The extent of damage from high winds and the dry, warm weather is not yet known, but these conditions may have forced the plant to sluff off some of the tillers. The high winds pretty much ended by mid January but soil drifts remain in areas to remind us of the intensity. Compounding the situation is the lack of moisture in some areas. Since mid January we've had some snow, but the average precipitation in the last 90 days is still have of normal. Wheat on summer fallow ground should have decent water for the spring, but will need rain to make grain.
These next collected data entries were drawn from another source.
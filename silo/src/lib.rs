//! Subcommand implementations for the `silo` binary, split out into a
//! library target so integration tests can drive them directly
//! instead of shelling out to the compiled binary.

pub mod deliver;
pub mod fudd;
pub mod lmtpd;
pub mod mupdate;
pub mod signals;
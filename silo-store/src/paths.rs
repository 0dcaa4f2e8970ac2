//! Spool directory layout: `/<root>/<bucket>/<mailbox>/…` for mailbox
//! files, `/<root>/db/` for skiplist databases, `/<root>/quota/
//! <bucket>/<root>` for quota files, `/<root>/user/<bucket>/
//! <user>.{seen,sub}` for per-user state.

use std::path::PathBuf;

use silo_mboxname::hash_mbox;

#[derive(Debug, Clone)]
pub struct SpoolPaths {
    root: PathBuf,
}

impl SpoolPaths {
    pub fn new(root: impl Into<PathBuf>) -> Self {
        SpoolPaths { root: root.into() }
    }

    pub fn root(&self) -> &std::path::Path {
        &self.root
    }

    pub fn mailbox_dir(&self, internal_name: &str) -> PathBuf {
        self.root
            .join(hash_mbox(internal_name).to_string())
            .join(internal_name)
    }

    pub fn db_dir(&self) -> PathBuf {
        self.root.join("db")
    }

    pub fn mailbox_list_path(&self) -> PathBuf {
        self.db_dir().join("mailboxes.db")
    }

    pub fn quota_path(&self, quota_root: &str) -> PathBuf {
        self.root
            .join("quota")
            .join(hash_mbox(quota_root).to_string())
            .join(quota_root)
    }

    pub fn seen_path(&self, userid: &str) -> PathBuf {
        self.root
            .join("user")
            .join(hash_mbox(userid).to_string())
            .join(format!("{userid}.seen"))
    }

    pub fn subscriptions_path(&self, userid: &str) -> PathBuf {
        self.root
            .join("user")
            .join(hash_mbox(userid).to_string())
            .join(format!("{userid}.sub"))
    }

    pub fn message_path(&self, internal_name: &str, uid: u32) -> PathBuf {
        self.mailbox_dir(internal_name).join(format!("{uid}."))
    }

    pub fn stage_dir(&self) -> PathBuf {
        self.root.join("stage")
    }
}

#[cfg(test)]
mod tests {
    use super::*;

    #[test]
    fn mailbox_dir_is_bucketed_by_first_significant_character() {
        let paths = SpoolPaths::new("/spool");
        assert_eq!(
            paths.mailbox_dir("user.alice"),
            PathBuf::from("/spool/a/user.alice")
        );
    }

    #[test]
    fn quota_and_seen_paths_follow_the_documented_layout() {
        let paths = SpoolPaths::new("/spool");
        assert_eq!(
            paths.quota_path("user.alice"),
            PathBuf::from("/spool/quota/a/user.alice")
        );
        assert_eq!(
            paths.seen_path("alice"),
            PathBuf::from("/spool/user/a/alice.seen")
        );
    }
}
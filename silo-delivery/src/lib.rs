//! Local delivery: the LMTP state machine, the one-shot `deliver` CLI
//! core, and the dispatch pipeline both front ends share — resolve a
//! recipient to a mailbox, check for a duplicate, run Sieve, and
//! execute the resulting actions against the mailbox store.

mod cli;
mod dispatch;
mod message;
mod outbound;
mod server;

pub use cli::{run_deliver, DeliverRequest};
pub use dispatch::{dispatch_recipient, DeliveryOutcome, DispatchContext};
pub use message::{canonicalize_line_endings, DeliveryMessage, RecipientAddress};
pub use outbound::{MailTransport, Sendmail};
pub use server::{LmtpServer, NoSieve, SieveProvider};
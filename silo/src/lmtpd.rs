//! `lmtpd`: the long-running LMTP front end.

use std::path::PathBuf;
use std::sync::Arc;

use anyhow::{Context, Result};
use clap::Args;

use silo_delivery::{LmtpServer, NoSieve, Sendmail};
use silo_duplicate::DuplicateTable;
use silo_store::{MailboxList, SpoolPaths};

#[derive(Args, Debug)]
pub struct LmtpdArgs {
    #[clap(short = 'C', long)]
    config: Option<PathBuf>,
}

pub async fn run(args: LmtpdArgs) -> Result<()> {
    let config = match args.config {
        Some(path) => silo_config::read_config(path)?,
        None => silo_config::load_from_environment()?,
    };

    let paths = SpoolPaths::new(&config.spool.root);
    let namespace = config.namespace.namespace();

    let list = MailboxList::open(paths.mailbox_list_path()).context("opening mailbox list")?;

    let dup_path = paths.db_dir().join("duplicate.db");
    let duplicates = DuplicateTable::open(&dup_path).context("opening duplicate suppression table")?;

    let must_exit = crate::signals::install("lmtpd");

    let server = LmtpServer::new(
        config.lmtp.bind_addr,
        config.lmtp.hostname.clone(),
        paths,
        namespace,
        list,
        duplicates,
        Arc::new(NoSieve),
        Arc::new(Sendmail::default()),
    );

    server.run(must_exit).await.context("LMTP server exited with an error")?;
    Ok(())
}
Wheat seeded after a 2008 summer crop may struggle if it doesn't get rain in the next few weeks.
Growers will need to determine how to manage the highly eroded areas since it's too late to plant winter wheat, and will need to consider the economics of crop inputs for a reduced yield and the need to monitor potential weed increases in thin wheat stands. (Some growers have said they may reduce or eliminate spring fertilizer.)